What is required »
Your answer should consist of the lines holding "TraceLayer", copied from the material below.

*** Task input Section Begins ***

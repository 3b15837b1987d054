//! HTTP server wiring: the /metrics scrape endpoint plus the forwarding
//! fallback for everything else.

use crate::client::PrinterClient;
use crate::collector::SnapshotCollector;
use crate::{exposition, proxy};
use anyhow::Result;
use axum::extract::State;
use axum::http::{header, StatusCode};
use axum::response::{IntoResponse, Response};
use axum::routing::get;
use axum::Router;
use std::sync::Arc;
use tower_http::trace::TraceLayer;
use tracing::info;

/// Application state shared across handlers
pub struct AppState {
    pub collector: SnapshotCollector,
    pub proxy_client: PrinterClient,
}

/// Build the router. Split out from [`run`] so tests can serve it on an
/// ephemeral port.
pub fn router(state: AppState) -> Router {
    Router::new()
        .route("/metrics", get(metrics))
        .fallback(proxy::forward)
        .with_state(Arc::new(state))
        .layer(TraceLayer::new_for_http())
}

/// Run the HTTP server
pub async fn run(bind: &str, state: AppState) -> Result<()> {
    let app = router(state);
    let listener = tokio::net::TcpListener::bind(bind).await?;
    info!("Listening on http://{}", listener.local_addr()?);
    axum::serve(listener, app).await?;
    Ok(())
}

/// Every scrape triggers a fresh collection cycle; there is no caching
/// between scrapes, and concurrent scrapes are fully independent.
async fn metrics(State(state): State<Arc<AppState>>) -> Response {
    let samples = state.collector.collect().await;
    match exposition::encode(&samples) {
        Ok(body) => (
            [(header::CONTENT_TYPE, "text/plain; version=0.0.4")],
            body,
        )
            .into_response(),
        Err(err) => (StatusCode::INTERNAL_SERVER_ERROR, err.to_string()).into_response(),
    }
}
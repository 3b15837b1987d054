//! Digest-authenticated HTTP client for the printer API.
//!
//! Wraps a shared `reqwest::Client`; digest challenge-response signing is
//! handled by diqwest on every request. Safe for concurrent use; connections
//! are pooled by reqwest.

use diqwest::WithDigestAuth;
use reqwest::{Client, Method, Response, StatusCode};
use serde::de::DeserializeOwned;
use std::time::Duration;
use thiserror::Error;

/// A single upstream fetch failure. Local to one fetch within one collection
/// cycle; never propagated as a process fault.
#[derive(Debug, Error)]
pub enum FetchError {
    #[error("request failed: {0}")]
    Request(#[from] diqwest::error::Error),

    #[error("status code: {0}")]
    Status(StatusCode),

    #[error("invalid response body: {0}")]
    Decode(#[source] reqwest::Error),
}

/// Client bound to one printer base URL and one set of credentials.
#[derive(Clone)]
pub struct PrinterClient {
    http: Client,
    base: String,
    username: String,
    password: String,
}

impl PrinterClient {
    /// `timeout` applies to every request issued through this client; the
    /// proxy path passes `None`.
    pub fn new(
        base: &str,
        username: &str,
        password: &str,
        timeout: Option<Duration>,
    ) -> Result<Self, reqwest::Error> {
        let mut builder = Client::builder();
        if let Some(timeout) = timeout {
            builder = builder.timeout(timeout);
        }
        Ok(Self {
            http: builder.build()?,
            base: base.trim_end_matches('/').to_string(),
            username: username.to_string(),
            password: password.to_string(),
        })
    }

    /// Join `path` onto the printer base URL.
    pub fn url_for(&self, path: &str) -> String {
        format!("{}/{}", self.base, path.trim_start_matches('/'))
    }

    /// GET `path` and decode the JSON body. 204 No Content maps to
    /// `Ok(None)`; any other non-200 status is a failure.
    pub async fn get_json_optional<T: DeserializeOwned>(
        &self,
        path: &str,
    ) -> Result<Option<T>, FetchError> {
        let res = self
            .http
            .get(self.url_for(path))
            .send_with_digest_auth(&self.username, &self.password)
            .await?;
        match res.status() {
            StatusCode::NO_CONTENT => Ok(None),
            StatusCode::OK => Ok(Some(res.json().await.map_err(FetchError::Decode)?)),
            other => Err(FetchError::Status(other)),
        }
    }

    /// GET `path` and decode the JSON body; only 200 is a success.
    pub async fn get_json<T: DeserializeOwned>(&self, path: &str) -> Result<T, FetchError> {
        self.get_json_optional(path)
            .await?
            .ok_or(FetchError::Status(StatusCode::NO_CONTENT))
    }

    /// Replay an arbitrary request against the printer, preserving method and
    /// body. Used by the forwarder; the response is relayed verbatim by the
    /// caller.
    pub async fn execute(
        &self,
        method: Method,
        path_and_query: &str,
        body: Vec<u8>,
    ) -> Result<Response, diqwest::error::Error> {
        self.http
            .request(method, self.url_for(path_and_query))
            .body(body)
            .send_with_digest_auth(&self.username, &self.password)
            .await
    }
}
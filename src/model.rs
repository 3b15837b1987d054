//! Upstream JSON payloads consumed from the printer API.
//!
//! Every optional upstream field is an `Option` so that a missing key and an
//! explicit `null` both decode to `None`. Zero is a valid reading and must
//! stay distinguishable from "not reported", so no sentinel values anywhere.

use serde::Deserialize;

/// `/api/v1/info`
#[derive(Debug, Clone, Default, Deserialize)]
pub struct PrinterInfo {
    #[serde(default)]
    pub hostname: String,
    #[serde(default)]
    pub serial: String,
    pub nozzle_diameter: Option<f64>,
    pub min_extrusion_temp: Option<i64>,
}

/// `/api/v1/status` envelope; the telemetry is nested under `printer`.
#[derive(Debug, Clone, Default, Deserialize)]
pub struct StatusEnvelope {
    #[serde(default)]
    pub printer: PrinterTelemetry,
}

#[derive(Debug, Clone, Default, Deserialize)]
pub struct PrinterTelemetry {
    #[serde(default)]
    pub state: String,
    pub temp_nozzle: Option<f64>,
    pub target_nozzle: Option<f64>,
    pub temp_bed: Option<f64>,
    pub target_bed: Option<f64>,
    pub axis_x: Option<f64>,
    pub axis_y: Option<f64>,
    pub axis_z: Option<f64>,
    pub flow: Option<i64>,
    pub speed: Option<i64>,
    pub fan_hotend: Option<i64>,
    pub fan_print: Option<i64>,
}

/// `/api/v1/job`. The endpoint answers 204 when no job is active, in which
/// case this struct is never decoded at all.
#[derive(Debug, Clone, Default, Deserialize)]
pub struct JobInfo {
    #[serde(default)]
    pub state: String,
    pub progress: Option<f64>,
    pub time_remaining: Option<i64>,
    pub time_printing: Option<i64>,
}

*** Task input Section Ends ***

Output of the exercise »
use tower_http::trace::TraceLayer;
        .layer(TraceLayer::new_for_http())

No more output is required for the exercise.